Exercise prompt:
All lines from the opening of the entries below through the line containing "update / remove" must be output exactly as they appear, with no other lines.

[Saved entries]
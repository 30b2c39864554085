use std::collections::HashSet;
use std::sync::Mutex;

use rand::Rng;
use serde_json::json;

use super::*;
use crate::ident::TimestampIds;
use crate::object::{Point, Shape};

fn circle(id: &str) -> DrawableObject {
    DrawableObject::new(
        id,
        Shape::Circle { x: 0.0, y: 0.0, radius: 10.0, stroke: "#000".into(), stroke_width: 1.0, fill: "none".into() },
    )
}

fn text(id: &str, body: &str) -> DrawableObject {
    DrawableObject::new(
        id,
        Shape::Text {
            x: 0.0,
            y: 0.0,
            text: body.into(),
            font_size: 16.0,
            font_family: "Arial".into(),
            fill: "#000".into(),
        },
    )
}

fn ids_of(objects: &[DrawableObject]) -> Vec<String> {
    objects.iter().map(|o| o.id.clone()).collect()
}

fn assert_unique(objects: &[DrawableObject]) {
    let unique: HashSet<&str> = objects.iter().map(|o| o.id.as_str()).collect();
    assert_eq!(unique.len(), objects.len(), "duplicate ids in {:?}", ids_of(objects));
}

// =============================================================
// add / update / remove
// =============================================================

#[test]
fn add_inserts_new_object() {
    let mut store = ObjectStore::new();
    assert!(store.add(circle("c1")));
    assert_eq!(store.len(), 1);
    assert!(store.contains("c1"));
    assert_eq!(store.revision(), 1);
}

#[test]
fn add_duplicate_is_noop() {
    let mut store = ObjectStore::new();
    store.add(circle("c1"));
    let revision = store.revision();
    assert!(!store.add(text("c1", "other")));
    assert_eq!(store.len(), 1);
    assert_eq!(store.revision(), revision);
    assert_eq!(store.get("c1").unwrap().kind(), crate::object::ShapeKind::Circle);
}

#[test]
fn add_without_id_is_refused() {
    let mut store = ObjectStore::new();
    assert!(!store.add(circle("")));
    assert!(store.is_empty());
}

#[test]
fn update_merges_fields() {
    let mut store = ObjectStore::new();
    store.add(text("t1", "old"));
    let patch = json!({"text": "new"}).as_object().cloned().unwrap();
    assert!(store.update("t1", &patch).unwrap());
    assert!(matches!(&store.get("t1").unwrap().shape, Shape::Text { text, .. } if text == "new"));
}

#[test]
fn update_missing_is_noop() {
    let mut store = ObjectStore::new();
    let patch = json!({"x": 1.0}).as_object().cloned().unwrap();
    assert!(!store.update("nope", &patch).unwrap());
    assert_eq!(store.revision(), 0);
}

#[test]
fn remove_deletes_object() {
    let mut store = ObjectStore::new();
    store.add(circle("c1"));
    store.add(circle("c2"));
    let removed = store.remove("c1").unwrap();
    assert_eq!(removed.id, "c1");
    assert_eq!(ids_of(&store.to_vec()), vec!["c2"]);
    assert!(store.remove("c1").is_none());
    // Removed ids may be reused.
    assert!(store.add(circle("c1")));
}

#[test]
fn replace_keeps_draw_position() {
    let mut store = ObjectStore::new();
    store.add(circle("a"));
    store.add(circle("b"));
    assert!(store.replace(text("a", "now text")));
    assert_eq!(ids_of(&store.to_vec()), vec!["a", "b"]);
    assert!(!store.replace(text("zzz", "absent")));
}

#[test]
fn clear_empties_store() {
    let mut store = ObjectStore::new();
    store.add(circle("a"));
    store.add(circle("b"));
    assert_eq!(store.clear(), 2);
    assert!(store.is_empty());
    assert!(!store.contains("a"));
}

#[test]
fn hit_returns_topmost() {
    let mut store = ObjectStore::new();
    store.add(circle("bottom"));
    store.add(circle("top"));
    assert_eq!(store.hit(Point::new(1.0, 1.0)).unwrap().id, "top");
    assert!(store.hit(Point::new(50.0, 50.0)).is_none());
}

// =============================================================
// deduplicate
// =============================================================

#[test]
fn deduplicate_keeps_first_seen() {
    let ids = TimestampIds::new();
    let input = vec![text("a", "first"), circle("b"), text("a", "second"), circle("b")];
    let (out, report) = deduplicate(input, &ids);
    assert_eq!(ids_of(&out), vec!["a", "b"]);
    assert!(matches!(&out[0].shape, Shape::Text { text, .. } if text == "first"));
    assert_eq!(report.dropped, 2);
    assert!(report.recovered.is_empty());
}

#[test]
fn deduplicate_recovers_missing_ids() {
    let ids = TimestampIds::new();
    let (out, report) = deduplicate(vec![circle(""), circle(""), text("", "x")], &ids);
    assert_eq!(out.len(), 3);
    assert_unique(&out);
    assert!(out[0].id.starts_with("circle_recovered_"));
    assert!(out[2].id.starts_with("text_recovered_"));
    assert_eq!(report.recovered.len(), 3);
    assert_eq!(report.dropped, 0);
}

/// Hands out a fixed sequence of IDs.
struct ScriptedIds(Mutex<Vec<&'static str>>);

impl IdGenerator for ScriptedIds {
    fn generate(&self, _prefix: &str, _acting_user: Option<&str>) -> String {
        self.0.lock().unwrap().remove(0).to_owned()
    }
}

#[test]
fn recovered_id_never_shadows_a_later_object() {
    let ids = ScriptedIds(Mutex::new(vec!["b", "fresh"]));
    let (out, report) = deduplicate(vec![circle(""), text("b", "keep me")], &ids);
    assert_eq!(ids_of(&out), vec!["fresh", "b"]);
    assert!(matches!(&out[1].shape, Shape::Text { text, .. } if text == "keep me"));
    assert_eq!(report.recovered, vec!["fresh".to_owned()]);
    assert_eq!(report.dropped, 0);
}

#[test]
fn deduplicate_is_idempotent() {
    let ids = TimestampIds::new();
    let input = vec![circle("a"), circle(""), circle("a"), text("b", "x"), circle(""), text("b", "y")];
    let (once, _) = deduplicate(input, &ids);
    let (twice, report) = deduplicate(once.clone(), &ids);
    assert_eq!(once, twice);
    assert!(report.is_clean());
}

#[test]
fn store_dedupe_sweeps_in_place() {
    let ids = TimestampIds::new();
    let (mut store, report) = ObjectStore::from_objects(vec![circle("a"), circle("a"), circle("")], &ids);
    assert_eq!(report.dropped, 1);
    assert_eq!(report.recovered.len(), 1);
    assert_eq!(store.len(), 2);

    let revision = store.revision();
    assert!(store.dedupe(&ids).is_clean());
    assert_eq!(store.revision(), revision);
}

#[test]
fn random_add_and_dedupe_sequences_stay_unique() {
    let ids = TimestampIds::new();
    let mut rng = rand::rng();
    let mut store = ObjectStore::new();

    for _ in 0..500 {
        match rng.random_range(0..4) {
            0 | 1 => {
                let id = format!("o{}", rng.random_range(0..20));
                store.add(circle(&id));
            }
            2 => {
                let id = format!("o{}", rng.random_range(0..20));
                store.remove(&id);
            }
            _ => {
                let mut batch = store.to_vec();
                batch.push(circle(&format!("o{}", rng.random_range(0..20))));
                batch.push(circle(""));
                store.replace_all(batch, &ids);
            }
        }
        assert_unique(&store.to_vec());
        assert_eq!(store.iter().count(), store.len());
    }
}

Expected output:
repository 30b2c39864554085
use std::collections::HashSet;
use std::sync::Mutex;

use rand::Rng;
use serde_json::json;

use super::*;
use crate::ident::TimestampIds;
use crate::object::{Point, Shape};

fn circle(id: &str) -> DrawableObject {
    DrawableObject::new(
        id,
        Shape::Circle { x: 0.0, y: 0.0, radius: 10.0, stroke: "#000".into(), stroke_width: 1.0, fill: "none".into() },
    )
}

fn text(id: &str, body: &str) -> DrawableObject {
    DrawableObject::new(
        id,
        Shape::Text {
            x: 0.0,
            y: 0.0,
            text: body.into(),
            font_size: 16.0,
            font_family: "Arial".into(),
            fill: "#000".into(),
        },
    )
}

fn ids_of(objects: &[DrawableObject]) -> Vec<String> {
    objects.iter().map(|o| o.id.clone()).collect()
}

fn assert_unique(objects: &[DrawableObject]) {
    let unique: HashSet<&str> = objects.iter().map(|o| o.id.as_str()).collect();
    assert_eq!(unique.len(), objects.len(), "duplicate ids in {:?}", ids_of(objects));
}

// =============================================================
// add / update / remove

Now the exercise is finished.